For a while, the pail resting here on the plank stores sap for brewing coffee with.
This pail, or bucket, hangs from a maple tree named Maggie. Sap drips into it; it holds sap.
This other pail is for collecting sap from the bucket and lugging it to the sap tank.

A green hose for rinsing sap vessels curls out of the pump room pail.
Filtering cloths slimy with sap slump for a while in the bottom of the RO room pail.
Yellow, blue, and turquoise rubber gloves flop in this other pail.

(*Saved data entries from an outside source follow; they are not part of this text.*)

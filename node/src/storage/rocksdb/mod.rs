use std::path::Path;
use std::sync::Arc;

use log::info;
use rocksdb::{TransactionDB, TransactionDBOptions};

use crate::block::types::block::Block;
use crate::storage::rocksdb::query::DbQuery;
use crate::storage::rocksdb::store::DbStore;
use crate::storage::{BufferStore, ChainStore, StorageError};
use crate::utilities::PublicKey;

pub(crate) mod query;
pub(crate) mod store;

const PREFIX_BUFFER: &str = "buffer";
const PREFIX_BLOCK: &str = "block";
const PREFIX_LAST_BLOCK: &str = "last_block";
const PREFIX_PRODUCERS: &str = "producers";

pub struct RocksDbStorage {
    pub(crate) db_store: DbStore,
    pub(crate) db_query: DbQuery,
}

impl RocksDbStorage {
    pub fn open<P: AsRef<Path>>(path: P, create_if_missing: bool) -> anyhow::Result<Self> {
        info!("Opening RocksDB database at {}", path.as_ref().display());

        let mut options = rocksdb::Options::default();
        options.create_if_missing(create_if_missing);

        let db = TransactionDB::open(&options, &TransactionDBOptions::default(), path.as_ref())?;
        let db = Arc::new(db);
        let storage = Self {
            db_store: DbStore::new(db.clone()),
            db_query: DbQuery::new(db),
        };

        info!("Opened RocksDB database at {}", path.as_ref().display());
        Ok(storage)
    }
}

impl BufferStore for RocksDbStorage {
    fn push(&self, queue_id: &str, item_id: &str, item: Vec<u8>) -> Result<(), StorageError> {
        self.db_store.push_item(queue_id, item_id, item)
    }

    fn delete(&self, queue_id: &str, item_id: &str) -> Result<(), StorageError> {
        self.db_store.delete_item(queue_id, item_id)
    }

    fn contains(&self, queue_id: &str, item_id: &str) -> Result<bool, StorageError> {
        self.db_query.contains_item(queue_id, item_id)
    }

    fn sample(&self, queue_id: &str, n: usize) -> Result<Vec<Vec<u8>>, StorageError> {
        self.db_query.sample_items(queue_id, n)
    }

    fn len(&self, queue_id: &str) -> Result<usize, StorageError> {
        self.db_query.count_items(queue_id)
    }
}

impl ChainStore for RocksDbStorage {
    fn get_block(&self, group_id: &str, epoch: u64) -> Result<Option<Block>, StorageError> {
        self.db_query.get_block(group_id, epoch)
    }

    fn add_block(&self, block: &Block) -> Result<(), StorageError> {
        self.db_store.store_block(block)
    }

    fn last_block(&self, group_id: &str) -> Result<Option<Block>, StorageError> {
        self.db_query.get_last_block(group_id)
    }

    fn get_producers(&self, group_id: &str) -> Result<Vec<PublicKey>, StorageError> {
        self.db_query.get_producers(group_id)
    }

    fn set_producers(&self, group_id: &str, producers: Vec<PublicKey>) -> Result<(), StorageError> {
        self.db_store.store_producers(group_id, &producers)
    }
}

fn buffer_prefix(queue_id: &str) -> String {
    format!("{PREFIX_BUFFER}:{queue_id}:")
}

fn buffer_key(queue_id: &str, item_id: &str) -> String {
    format!("{}{item_id}", buffer_prefix(queue_id))
}

// Zero padded so that keys sort by epoch.
fn block_key(group_id: &str, epoch: u64) -> String {
    format!("{PREFIX_BLOCK}:{group_id}:{epoch:020}")
}

fn last_block_key(group_id: &str) -> String {
    format!("{PREFIX_LAST_BLOCK}:{group_id}")
}

fn producers_key(group_id: &str) -> String {
    format!("{PREFIX_PRODUCERS}:{group_id}")
}

fn backend<E: std::error::Error + Send + Sync + 'static>(err: E) -> StorageError {
    StorageError::Backend(anyhow::Error::new(err))
}

#[cfg(test)]
mod test {
    use assert_matches::assert_matches;

    use super::*;
    use crate::utilities::Ed25519Keypair;

    #[test]
    fn test_buffer_and_chain() {
        let dir = tempfile::tempdir().unwrap();
        let storage = RocksDbStorage::open(dir.path(), true).unwrap();

        storage.push("q", "a", vec![1]).unwrap();
        storage.push("q", "b", vec![2]).unwrap();
        storage.push("qq", "c", vec![3]).unwrap();
        assert_matches!(storage.push("q", "a", vec![1]), Err(StorageError::AlreadyExists(_)));
        assert_eq!(storage.len("q").unwrap(), 2);
        assert_eq!(storage.sample("q", 5).unwrap().len(), 2);
        storage.delete("q", "a").unwrap();
        assert_matches!(storage.delete("q", "a"), Err(StorageError::NotFound(_)));
        assert!(storage.contains("q", "b").unwrap());

        let keypair = Ed25519Keypair::generate();
        let genesis = Block::new_genesis("g", &keypair).unwrap();
        let next = Block::new(&genesis, vec![], &keypair).unwrap();
        storage.add_block(&genesis).unwrap();
        storage.add_block(&next).unwrap();
        assert_matches!(storage.add_block(&next), Err(StorageError::AlreadyExists(_)));
        assert_eq!(storage.get_block("g", 0).unwrap(), Some(genesis));
        assert_eq!(storage.last_block("g").unwrap(), Some(next));

        storage
            .set_producers("g", vec![keypair.public_key()])
            .unwrap();
        assert_eq!(storage.get_producers("g").unwrap(), vec![keypair.public_key()]);
    }
}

The white pail on the floor here near the evaporator collects drops of hot distilled water.
After a while someone lifts it to the side and covers it with a lid.
Those three other white pails are next up. Two of them have wooden handles made by Chops.

Draped with cleaning rags, some for the floor and others for surfaces, is a silver pail.
To clean things, once in a while someone scoops the hot water from a white pail into the silver pail.
To collect syrup drips from the syrup tank nozzle sits a sticky silver pail.

Many silver pails like these live indoors.



The pail at her station by the front pan is the only one with a side handle.
In a short while it fills with steamy new syrup.
She cries “Pail!” and someone comes to lift it, lug it, and dump its contents into the filter tub.

The most photographed pail.

The syrup pail is empty – but only for a little while.

Tucked under the counter is the filter press pail.